## Problem
Look at each line of the records and count those with "skipped" in them. Please answer with the count alone.
==============================
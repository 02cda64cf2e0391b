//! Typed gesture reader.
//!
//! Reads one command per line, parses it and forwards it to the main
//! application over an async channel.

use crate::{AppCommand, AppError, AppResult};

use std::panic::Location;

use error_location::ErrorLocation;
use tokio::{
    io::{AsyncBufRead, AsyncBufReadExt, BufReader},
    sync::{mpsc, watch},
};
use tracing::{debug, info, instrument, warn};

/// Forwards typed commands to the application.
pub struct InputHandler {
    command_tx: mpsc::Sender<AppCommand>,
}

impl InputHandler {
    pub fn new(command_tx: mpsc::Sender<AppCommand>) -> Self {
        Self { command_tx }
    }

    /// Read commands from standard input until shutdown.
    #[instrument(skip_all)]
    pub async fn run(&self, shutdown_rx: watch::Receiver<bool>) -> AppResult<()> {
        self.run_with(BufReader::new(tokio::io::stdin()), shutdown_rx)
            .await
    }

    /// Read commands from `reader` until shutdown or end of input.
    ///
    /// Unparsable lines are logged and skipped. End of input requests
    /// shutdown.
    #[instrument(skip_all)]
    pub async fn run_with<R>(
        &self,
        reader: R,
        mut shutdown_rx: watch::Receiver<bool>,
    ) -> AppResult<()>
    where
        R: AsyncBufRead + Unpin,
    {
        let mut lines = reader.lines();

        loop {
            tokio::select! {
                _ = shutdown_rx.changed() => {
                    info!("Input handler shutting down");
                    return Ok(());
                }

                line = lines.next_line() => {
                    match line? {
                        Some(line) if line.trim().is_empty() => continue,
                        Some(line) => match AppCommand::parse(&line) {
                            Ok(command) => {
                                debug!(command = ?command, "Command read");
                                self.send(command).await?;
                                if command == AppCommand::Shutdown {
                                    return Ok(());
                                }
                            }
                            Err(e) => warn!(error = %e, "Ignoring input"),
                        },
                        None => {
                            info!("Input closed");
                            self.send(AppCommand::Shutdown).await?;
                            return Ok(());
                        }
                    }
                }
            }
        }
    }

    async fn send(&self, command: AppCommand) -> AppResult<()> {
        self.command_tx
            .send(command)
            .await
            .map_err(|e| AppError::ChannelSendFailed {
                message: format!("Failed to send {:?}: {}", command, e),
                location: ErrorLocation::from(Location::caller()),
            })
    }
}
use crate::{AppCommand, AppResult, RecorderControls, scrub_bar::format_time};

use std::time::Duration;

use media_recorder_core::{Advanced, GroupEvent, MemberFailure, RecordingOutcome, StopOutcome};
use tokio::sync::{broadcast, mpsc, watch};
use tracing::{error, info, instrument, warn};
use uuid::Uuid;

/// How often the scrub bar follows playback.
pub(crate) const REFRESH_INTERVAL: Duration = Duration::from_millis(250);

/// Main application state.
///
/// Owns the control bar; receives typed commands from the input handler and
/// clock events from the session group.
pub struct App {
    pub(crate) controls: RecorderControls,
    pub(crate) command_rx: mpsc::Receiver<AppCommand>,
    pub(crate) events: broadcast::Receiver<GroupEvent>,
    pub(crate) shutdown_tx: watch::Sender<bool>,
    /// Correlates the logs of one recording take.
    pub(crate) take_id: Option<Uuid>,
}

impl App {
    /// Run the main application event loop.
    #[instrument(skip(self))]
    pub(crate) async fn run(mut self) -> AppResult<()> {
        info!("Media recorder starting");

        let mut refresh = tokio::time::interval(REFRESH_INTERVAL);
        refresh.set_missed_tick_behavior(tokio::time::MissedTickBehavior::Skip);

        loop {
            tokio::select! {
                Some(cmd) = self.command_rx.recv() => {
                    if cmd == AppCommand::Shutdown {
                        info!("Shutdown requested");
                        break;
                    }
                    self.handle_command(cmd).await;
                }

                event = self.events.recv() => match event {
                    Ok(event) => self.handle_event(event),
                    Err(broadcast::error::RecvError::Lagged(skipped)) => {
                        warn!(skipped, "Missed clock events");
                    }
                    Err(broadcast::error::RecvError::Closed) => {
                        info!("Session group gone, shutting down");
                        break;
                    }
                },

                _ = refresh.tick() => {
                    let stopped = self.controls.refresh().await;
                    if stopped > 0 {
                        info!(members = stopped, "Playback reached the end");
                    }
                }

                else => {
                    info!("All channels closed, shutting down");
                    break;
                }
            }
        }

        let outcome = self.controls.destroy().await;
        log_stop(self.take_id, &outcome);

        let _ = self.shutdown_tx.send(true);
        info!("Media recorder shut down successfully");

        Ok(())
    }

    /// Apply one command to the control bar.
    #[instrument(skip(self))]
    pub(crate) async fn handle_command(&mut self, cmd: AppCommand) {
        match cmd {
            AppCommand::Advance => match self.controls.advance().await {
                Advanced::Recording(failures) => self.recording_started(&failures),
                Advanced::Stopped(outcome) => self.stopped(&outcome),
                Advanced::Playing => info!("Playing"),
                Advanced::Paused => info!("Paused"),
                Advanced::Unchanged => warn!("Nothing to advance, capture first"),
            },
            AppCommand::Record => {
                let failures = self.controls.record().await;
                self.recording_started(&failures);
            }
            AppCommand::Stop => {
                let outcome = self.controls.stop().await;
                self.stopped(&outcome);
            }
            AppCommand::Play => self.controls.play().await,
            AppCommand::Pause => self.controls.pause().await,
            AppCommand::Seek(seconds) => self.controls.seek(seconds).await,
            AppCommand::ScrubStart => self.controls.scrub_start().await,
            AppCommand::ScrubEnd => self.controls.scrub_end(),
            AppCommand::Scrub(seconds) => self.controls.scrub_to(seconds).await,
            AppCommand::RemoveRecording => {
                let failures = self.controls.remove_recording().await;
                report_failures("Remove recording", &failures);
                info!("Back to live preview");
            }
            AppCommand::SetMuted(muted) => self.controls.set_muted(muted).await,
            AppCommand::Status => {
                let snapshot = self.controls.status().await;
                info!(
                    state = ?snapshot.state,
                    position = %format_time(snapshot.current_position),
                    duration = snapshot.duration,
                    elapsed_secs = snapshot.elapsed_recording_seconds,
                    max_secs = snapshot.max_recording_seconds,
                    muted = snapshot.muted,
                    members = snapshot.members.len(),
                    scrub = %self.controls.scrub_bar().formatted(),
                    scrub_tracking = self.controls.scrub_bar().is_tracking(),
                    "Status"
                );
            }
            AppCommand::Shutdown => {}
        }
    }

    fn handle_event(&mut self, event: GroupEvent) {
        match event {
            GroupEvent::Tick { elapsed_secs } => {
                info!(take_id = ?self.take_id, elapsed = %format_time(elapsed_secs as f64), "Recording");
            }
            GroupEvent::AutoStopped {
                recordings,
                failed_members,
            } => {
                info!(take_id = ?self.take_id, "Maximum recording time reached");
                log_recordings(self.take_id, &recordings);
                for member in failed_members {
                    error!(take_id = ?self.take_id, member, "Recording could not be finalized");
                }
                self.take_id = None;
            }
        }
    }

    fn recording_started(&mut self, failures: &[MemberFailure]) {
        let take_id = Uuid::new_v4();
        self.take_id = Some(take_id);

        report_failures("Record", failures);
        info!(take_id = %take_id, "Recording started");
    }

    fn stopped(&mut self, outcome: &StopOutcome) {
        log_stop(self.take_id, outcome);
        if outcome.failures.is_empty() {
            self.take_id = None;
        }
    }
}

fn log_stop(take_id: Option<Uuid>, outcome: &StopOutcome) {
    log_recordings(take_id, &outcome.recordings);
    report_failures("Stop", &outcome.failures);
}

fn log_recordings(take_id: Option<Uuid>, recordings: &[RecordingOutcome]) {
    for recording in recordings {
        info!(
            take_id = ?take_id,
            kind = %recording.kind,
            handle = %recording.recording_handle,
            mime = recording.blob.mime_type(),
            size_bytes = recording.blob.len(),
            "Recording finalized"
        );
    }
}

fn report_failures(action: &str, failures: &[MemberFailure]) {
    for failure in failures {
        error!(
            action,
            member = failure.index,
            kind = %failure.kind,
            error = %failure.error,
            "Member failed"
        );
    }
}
==============================
## Solution for this problem
3